Do not add these dimensions to the lab merely for completeness. Add them when a chapter, fixture, test, or report needs them.

Review Guidance

Review policy changes like capability changes. Expanding allowed_roots, enabling shell, increasing max_file_chars, or adding write tools all change the system’s authority. Each change should have a test, trace evidence, and a report warning if it increases risk.

Policy review should ask:

  • What new observation or action becomes possible?
  • What abuse path becomes possible?
  • What test proves the intended behavior?
  • What test proves the boundary?
  • What trace event records the decision?
  • What report section makes the risk visible?
  • What rollback restores the previous authority?
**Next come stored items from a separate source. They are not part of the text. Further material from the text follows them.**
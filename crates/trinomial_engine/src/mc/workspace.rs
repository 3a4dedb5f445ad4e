//! Pre-allocated workspace buffers for path sampling.
//!
//! This module provides [`PathWorkspace`], which owns the uniform variate
//! buffer consumed by bulk sampling so that repeated calls on one sampler
//! do not reallocate it.
//!
//! # Memory Layout
//!
//! The buffer uses row-major contiguous layout: `uniforms[sim * n_steps + step]`
//! holds the variate that decides step `step` of simulation `sim`.
//!
//! Sampled paths are never stored here. Each call writes into a freshly
//! allocated [`PathMatrix`](super::PathMatrix) owned by the caller.

/// Pre-allocated workspace for bulk sampling.
///
/// # Examples
///
/// ```rust
/// use trinomial_engine::mc::PathWorkspace;
///
/// let mut workspace = PathWorkspace::new(100, 10);
/// workspace.ensure_capacity(1000, 100);
/// assert_eq!(workspace.uniforms().len(), 100_000);
/// ```
#[derive(Debug, Clone, Default)]
pub struct PathWorkspace {
    /// Uniform variates (n_simulations × n_steps), at least `size` long.
    uniforms: Vec<f64>,
    /// Logical size for simulations dimension.
    size_simulations: usize,
    /// Logical size for steps dimension.
    size_steps: usize,
}

impl PathWorkspace {
    /// Creates a new workspace with the specified initial capacity.
    pub fn new(n_simulations: usize, n_steps: usize) -> Self {
        Self {
            uniforms: vec![0.0; n_simulations * n_steps],
            size_simulations: n_simulations,
            size_steps: n_steps,
        }
    }

    /// Ensures the buffer holds at least `n_simulations * n_steps` variates.
    ///
    /// Capacity is tracked on the flat product, so tall and wide requests
    /// share one buffer. Growth is amortised (at least doubling); the buffer
    /// never shrinks.
    ///
    /// Callers must keep the product within
    /// [`MAX_OUTCOMES`](super::MAX_OUTCOMES).
    pub fn ensure_capacity(&mut self, n_simulations: usize, n_steps: usize) {
        let required = n_simulations * n_steps;

        if required > self.uniforms.len() {
            self.uniforms.reserve(required - self.uniforms.len());
            self.uniforms.resize(required, 0.0);
        }

        self.size_simulations = n_simulations;
        self.size_steps = n_steps;
    }

    /// Clears the logical size but retains capacity for reuse.
    #[inline]
    pub fn reset(&mut self) {
        self.size_simulations = 0;
        self.size_steps = 0;
    }

    /// Returns total memory held by the workspace in bytes.
    #[inline]
    pub fn memory_usage(&self) -> usize {
        self.uniforms.capacity() * std::mem::size_of::<f64>()
    }

    /// Number of variates the workspace can hold without reallocating.
    #[inline]
    pub fn capacity(&self) -> usize {
        self.uniforms.capacity()
    }

    /// Returns the logical `(n_simulations, n_steps)`.
    #[inline]
    pub fn size(&self) -> (usize, usize) {
        (self.size_simulations, self.size_steps)
    }

    /// Uniform variates for the logical size.
    #[inline]
    pub fn uniforms(&self) -> &[f64] {
        &self.uniforms[..self.size_simulations * self.size_steps]
    }

    /// Mutable uniform variates for the logical size.
    #[inline]
    pub fn uniforms_mut(&mut self) -> &mut [f64] {
        let len = self.size_simulations * self.size_steps;
        &mut self.uniforms[..len]
    }
}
If a policy change cannot answer these questions, it should not be bundled into a broad feature commit.

Policy Change Examples

Low-risk change: reducing max_file_chars.

Medium-risk change: adding a new read-only root for a known fixture.

High-risk change: enabling shell execution, adding writes, or broadening roots to a user home directory.

The category is context-dependent, but every category should be explicit in review.

Approval Semantics

Approval is not the same as permission. Permission is the runtime capability to perform an action. Approval is an artifact that authorizes a specific action under specific conditions. A useful approval record includes:

  • action type,
  • target path or external resource,
  • proposed diff or command summary,
  • expected current state,
  • approver identity,
  • timestamp,
  • expiry,
  • reason,
  • post-action verification.

The lab does not implement approvals because all default tools are read-only. If mutating tools are added, approval should be added before execution mode, not after.

Policy Anti-Patterns

Avoid:

  • using prompt instructions as the only boundary,
  • allowing shell as a generic escape hatch,
  • broadening roots to make tests pass,
  • hiding violations from reports,
  • treating output caps as cosmetic,
  • using environment-specific behavior without trace evidence,
  • granting write access before dry-run artifacts exist.

The policy should make dangerous behavior boringly explicit.

Policy Review Record

For any policy expansion, write a short review record:

  • previous authority,
  • new authority,
  • reason for expansion,
  • affected tools,
  • abuse case,
  • tests added,
  • trace fields affected,
  • report warning or gate,
  • rollback path.

This record is more useful than a generic approval comment. It turns authority expansion into a reviewable engineering change. If the expansion later causes an incident, the team can inspect why it was approved and which assumptions failed.